◆ **WORK TO BE COMPLETED**
Produce a verbatim transcription of the records below, beginning at the line containing "return false;" and ending at the final line; include only those lines.
**** GIVEN DATA
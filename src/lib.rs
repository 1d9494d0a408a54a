use crate::http::HttpError;
use thiserror::Error;

/// Error types for the echobin library
#[derive(Error, Debug)]
pub enum Error {
    /// Transport errors (bind, accept, connect, read, write)
    #[error("IO error: {0}")]
    Io(#[from] std::io::Error),

    /// Configuration errors
    #[error("Configuration error: {0}")]
    Config(String),

    /// Timeout errors
    #[error("Timeout error: {0}")]
    Timeout(String),

    /// HTTP protocol errors surfaced outside a request/response cycle
    #[error("HTTP error: {0}")]
    Http(HttpError),
}

impl From<HttpError> for Error {
    fn from(err: HttpError) -> Self {
        match err {
            HttpError::Io(e) => Error::Io(e),
            other => Error::Http(other),
        }
    }
}

/// Result type for the echobin library
pub type Result<T> = std::result::Result<T, Error>;

pub mod common;
pub mod http;
pub mod security;

// Re-export main types for convenience
pub use common::ServerTrait;
pub use http::{
    Dispatcher, Entropy, HttpClient, HttpConfig, HttpServer, IncomingRequest, OutgoingResponse,
    Router,
};
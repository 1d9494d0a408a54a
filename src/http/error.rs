use super::response::OutgoingResponse;
use http::StatusCode;
use serde_json::json;
use std::io;
use std::time::Duration;

/// Failures that can occur while turning a connection's bytes into a response
///
/// Every variant except `Io` maps onto an HTTP status and a JSON error body.
/// `Io` means the transport itself failed and nothing can be written back.
#[derive(Debug, thiserror::Error)]
pub enum HttpError {
    #[error("IO error: {0}")]
    Io(#[from] io::Error),
    #[error("Malformed request: {0}")]
    Malformed(String),
    #[error("Request body too large: {actual} bytes, maximum allowed: {max} bytes")]
    PayloadTooLarge { actual: usize, max: usize },
    #[error("Not found")]
    NotFound,
    #[error("Invalid parameter: {0}")]
    InvalidParameter(String),
    #[error("Request exceeded the {0:?} handling limit")]
    Timeout(Duration),
    #[error("Internal error: {0}")]
    Internal(String),
}

impl HttpError {
    /// Status code this error is reported with
    pub fn status(&self) -> StatusCode {
        match self {
            HttpError::Malformed(_) | HttpError::InvalidParameter(_) => StatusCode::BAD_REQUEST,
            HttpError::PayloadTooLarge { .. } => StatusCode::PAYLOAD_TOO_LARGE,
            HttpError::NotFound => StatusCode::NOT_FOUND,
            HttpError::Io(_) | HttpError::Timeout(_) | HttpError::Internal(_) => {
                StatusCode::INTERNAL_SERVER_ERROR
            }
        }
    }

    /// Renders the error as a JSON response
    ///
    /// Internal details are logged by the caller and never sent to the client.
    pub fn into_response(self) -> OutgoingResponse {
        let body = match &self {
            HttpError::Malformed(detail) => {
                json!({ "error": "malformed request", "detail": detail })
            }
            HttpError::InvalidParameter(detail) => {
                json!({ "error": "invalid parameter", "detail": detail })
            }
            HttpError::PayloadTooLarge { .. } => {
                json!({ "error": "payload too large", "detail": self.to_string() })
            }
            HttpError::NotFound => json!({ "error": "not found" }),
            HttpError::Io(_) | HttpError::Timeout(_) | HttpError::Internal(_) => {
                json!({ "error": "internal error" })
            }
        };
        OutgoingResponse::json(self.status(), &body)
    }
}
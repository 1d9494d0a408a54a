use std::sync::Arc;
use std::sync::atomic::{AtomicU64, AtomicUsize, Ordering};
use std::time::Instant;
use tokio::sync::{OwnedSemaphorePermit, Semaphore};

/// Admission control for concurrent connections
///
/// Each accepted connection holds a [`ConnectionGuard`] for its whole
/// lifetime; once `max_connections` guards are alive further connections are
/// refused instead of queued.
#[derive(Debug)]
pub struct ConnectionLimiter {
    active_connections: Arc<AtomicUsize>,
    total_connections: AtomicU64,
    semaphore: Arc<Semaphore>,
    max_connections: usize,
}

impl ConnectionLimiter {
    pub fn new(max_connections: usize) -> Self {
        Self {
            active_connections: Arc::new(AtomicUsize::new(0)),
            total_connections: AtomicU64::new(0),
            semaphore: Arc::new(Semaphore::new(max_connections)),
            max_connections,
        }
    }

    /// Claims a connection slot without waiting
    pub fn try_acquire(&self) -> Result<ConnectionGuard, ConnectionError> {
        let permit = Arc::clone(&self.semaphore)
            .try_acquire_owned()
            .map_err(|e| match e {
                tokio::sync::TryAcquireError::NoPermits => ConnectionError::LimitReached {
                    max: self.max_connections,
                },
                tokio::sync::TryAcquireError::Closed => ConnectionError::Closed,
            })?;

        let active = self.active_connections.fetch_add(1, Ordering::SeqCst) + 1;
        let total = self.total_connections.fetch_add(1, Ordering::SeqCst) + 1;
        tracing::debug!(
            active_connections = active,
            total_connections = total,
            "Connection slot acquired"
        );

        Ok(ConnectionGuard {
            _permit: permit,
            active_connections: Arc::clone(&self.active_connections),
            start_time: Instant::now(),
        })
    }

    pub fn metrics(&self) -> ConnectionMetrics {
        ConnectionMetrics {
            active_connections: self.active_connections.load(Ordering::SeqCst),
            total_connections: self.total_connections.load(Ordering::SeqCst),
            available_slots: self.semaphore.available_permits(),
            max_connections: self.max_connections,
        }
    }
}

/// RAII slot held by a connection task
pub struct ConnectionGuard {
    _permit: OwnedSemaphorePermit,
    active_connections: Arc<AtomicUsize>,
    start_time: Instant,
}

impl ConnectionGuard {
    /// Number of connections alive, this one included
    pub fn active(&self) -> usize {
        self.active_connections.load(Ordering::SeqCst)
    }
}

impl Drop for ConnectionGuard {
    fn drop(&mut self) {
        let active = self.active_connections.fetch_sub(1, Ordering::SeqCst) - 1;
        tracing::debug!(
            active_connections = active,
            connection_duration_ms = self.start_time.elapsed().as_millis(),
            "Connection slot released"
        );
    }
}

#[derive(Debug, thiserror::Error)]
pub enum ConnectionError {
    #[error("Connection limit of {max} reached")]
    LimitReached { max: usize },
    #[error("Connection limiter closed")]
    Closed,
}

/// Point-in-time view of connection usage
#[derive(Debug, Clone)]
pub struct ConnectionMetrics {
    pub active_connections: usize,
    pub total_connections: u64,
    pub available_slots: usize,
    pub max_connections: usize,
}

/// Upper bound check for request heads and bodies
#[derive(Debug, Clone)]
pub struct SizeValidator {
    max_size: usize,
}

impl SizeValidator {
    pub fn new(max_size: usize) -> Self {
        Self { max_size }
    }

    pub fn validate_size(&self, size: usize) -> Result<(), SizeError> {
        if size > self.max_size {
            Err(SizeError::TooLarge {
                actual: size,
                max: self.max_size,
            })
        } else {
            Ok(())
        }
    }

    pub fn max_size(&self) -> usize {
        self.max_size
    }
}

#[derive(Debug, thiserror::Error)]
pub enum SizeError {
    #[error("{actual} bytes, maximum allowed: {max} bytes")]
    TooLarge { actual: usize, max: usize },
}

#[cfg(test)]
mod tests {
    use super::*;

    #[test]
    fn test_connection_limiter() {
        let limiter = ConnectionLimiter::new(2);

        let guard1 = limiter.try_acquire().unwrap();
        let _guard2 = limiter.try_acquire().unwrap();
        assert_eq!(guard1.active(), 2);

        assert!(matches!(
            limiter.try_acquire(),
            Err(ConnectionError::LimitReached { max: 2 })
        ));

        drop(guard1);
        let _guard3 = limiter.try_acquire().unwrap();

        let metrics = limiter.metrics();
        assert_eq!(metrics.active_connections, 2);
        assert_eq!(metrics.total_connections, 3);
        assert_eq!(metrics.available_slots, 0);
    }

    #[test]
    fn test_size_validator() {
        let validator = SizeValidator::new(100);

        assert!(validator.validate_size(50).is_ok());
        assert!(validator.validate_size(100).is_ok());
        assert!(validator.validate_size(101).is_err());
    }
}
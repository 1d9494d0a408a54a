use bytes::Bytes;
use http::{Method, Version};
use serde_json::{Map, Value};
use std::net::SocketAddr;

/// Request headers in the order and spelling they were received
///
/// Lookup is case-insensitive; the JSON view keeps the original names.
#[derive(Debug, Clone, Default, PartialEq, Eq)]
pub struct Headers(Vec<(String, String)>);

impl Headers {
    pub fn new() -> Self {
        Self::default()
    }

    pub fn push(&mut self, name: impl Into<String>, value: impl Into<String>) {
        self.0.push((name.into(), value.into()));
    }

    /// First value for `name`, compared case-insensitively
    pub fn get(&self, name: &str) -> Option<&str> {
        self.0
            .iter()
            .find(|(key, _)| key.eq_ignore_ascii_case(name))
            .map(|(_, value)| value.as_str())
    }

    /// All values for `name`, compared case-insensitively
    pub fn get_all<'a>(&'a self, name: &'a str) -> impl Iterator<Item = &'a str> + 'a {
        self.0
            .iter()
            .filter(move |(key, _)| key.eq_ignore_ascii_case(name))
            .map(|(_, value)| value.as_str())
    }

    /// Whether a comma-separated header such as `Connection` lists `token`
    pub fn has_token(&self, name: &str, token: &str) -> bool {
        self.get_all(name)
            .flat_map(|value| value.split(','))
            .any(|item| item.trim().eq_ignore_ascii_case(token))
    }

    /// JSON object of every header, case preserved
    ///
    /// Repeated headers with identical spelling are joined with `", "`.
    pub fn to_json(&self) -> Value {
        let mut object = Map::new();
        for (name, value) in &self.0 {
            match object.get_mut(name) {
                Some(Value::String(existing)) => {
                    existing.push_str(", ");
                    existing.push_str(value);
                }
                _ => {
                    object.insert(name.clone(), Value::String(value.clone()));
                }
            }
        }
        Value::Object(object)
    }
}

/// Decoded `key=value` pairs, duplicates kept in submission order
#[derive(Debug, Clone, Default, PartialEq, Eq)]
pub struct QueryParams(Vec<(String, String)>);

impl QueryParams {
    /// Parses an `application/x-www-form-urlencoded` string
    ///
    /// Pairs are split on `&` then `=`, percent escapes and `+` are decoded,
    /// and a key without `=` maps to the empty string.
    pub fn parse(input: &[u8]) -> Self {
        Self(
            url::form_urlencoded::parse(input)
                .map(|(key, value)| (key.into_owned(), value.into_owned()))
                .collect(),
        )
    }

    pub fn get(&self, key: &str) -> Option<&str> {
        self.0
            .iter()
            .find(|(k, _)| k == key)
            .map(|(_, value)| value.as_str())
    }

    pub fn get_all<'a>(&'a self, key: &'a str) -> impl Iterator<Item = &'a str> + 'a {
        self.0
            .iter()
            .filter(move |(k, _)| k == key)
            .map(|(_, value)| value.as_str())
    }

    /// JSON object: single values as strings, repeated keys as arrays
    pub fn to_json(&self) -> Value {
        let mut object = Map::new();
        for (key, value) in &self.0 {
            let value = Value::String(value.clone());
            match object.get_mut(key) {
                Some(Value::Array(values)) => values.push(value),
                Some(existing) => {
                    let first = existing.take();
                    *existing = Value::Array(vec![first, value]);
                }
                None => {
                    object.insert(key.clone(), value);
                }
            }
        }
        Value::Object(object)
    }
}

/// A fully received HTTP request
///
/// Built once by the codec and only read afterwards; it lives for a single
/// request/response cycle.
#[derive(Debug, Clone)]
pub struct IncomingRequest {
    method: Method,
    version: Version,
    target: String,
    headers: Headers,
    body: Bytes,
    query: QueryParams,
    remote_addr: SocketAddr,
    local_addr: SocketAddr,
}

impl IncomingRequest {
    pub fn new(
        method: Method,
        version: Version,
        target: impl Into<String>,
        headers: Headers,
        body: Bytes,
        remote_addr: SocketAddr,
        local_addr: SocketAddr,
    ) -> Self {
        let target = target.into();
        let query = match target.split_once('?') {
            Some((_, query)) => QueryParams::parse(query.as_bytes()),
            None => QueryParams::default(),
        };
        Self {
            method,
            version,
            target,
            headers,
            body,
            query,
            remote_addr,
            local_addr,
        }
    }

    pub fn method(&self) -> &Method {
        &self.method
    }

    /// Path portion of the target, still percent-encoded
    pub fn path(&self) -> &str {
        match self.target.split_once('?') {
            Some((path, _)) => path,
            None => &self.target,
        }
    }

    pub fn query(&self) -> &QueryParams {
        &self.query
    }

    pub fn headers(&self) -> &Headers {
        &self.headers
    }

    pub fn header(&self, name: &str) -> Option<&str> {
        self.headers.get(name)
    }

    pub fn body(&self) -> &Bytes {
        &self.body
    }

    /// Client IP address as reported in `origin` fields
    pub fn origin(&self) -> String {
        self.remote_addr.ip().to_string()
    }

    /// Absolute URL the client asked for
    pub fn url(&self) -> String {
        match self.headers.get("host") {
            Some(host) if !host.is_empty() => format!("http://{host}{}", self.target),
            _ => format!("http://{}{}", self.local_addr, self.target),
        }
    }

    /// Whether the connection should stay open after answering this request
    pub fn keep_alive(&self) -> bool {
        if self.headers.has_token("connection", "close") {
            return false;
        }
        match self.version {
            Version::HTTP_10 | Version::HTTP_09 => {
                self.headers.has_token("connection", "keep-alive")
            }
            _ => true,
        }
    }
}
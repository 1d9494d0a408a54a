use crate::http::response::OutgoingResponse;
use http::StatusCode;
use serde_json::json;

/// Answers with the requested status, which is never treated as a failure
///
/// 1xx, 204 and 304 responses cannot carry a body, so only their headers
/// are sent.
pub(super) fn status_code(code: StatusCode) -> OutgoingResponse {
    let message = code.canonical_reason().unwrap_or("Unknown Status");
    let response =
        OutgoingResponse::json(code, &json!({ "code": code.as_u16(), "message": message }));

    if code.is_informational()
        || code == StatusCode::NO_CONTENT
        || code == StatusCode::NOT_MODIFIED
    {
        response.without_body()
    } else {
        response
    }
}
********
◆ **SOLUTION TO THE PROBLEM**
            return false;
        }
        match self.version {
            Version::HTTP_10 | Version::HTTP_09 => {
                self.headers.has_token("connection", "keep-alive")
            }
            _ => true,
        }
    }
}
repository 1d9494d0a408a54a
use crate::http::response::OutgoingResponse;
use http::StatusCode;
use serde_json::json;

/// Answers with the requested status, which is never treated as a failure
///
/// 1xx, 204 and 304 responses cannot carry a body, so only their headers
/// are sent.
pub(super) fn status_code(code: StatusCode) -> OutgoingResponse {
    let message = code.canonical_reason().unwrap_or("Unknown Status");
    let response =
        OutgoingResponse::json(code, &json!({ "code": code.as_u16(), "message": message }));

    if code.is_informational()
        || code == StatusCode::NO_CONTENT
        || code == StatusCode::NOT_MODIFIED
    {
        response.without_body()
    } else {
        response
    }
}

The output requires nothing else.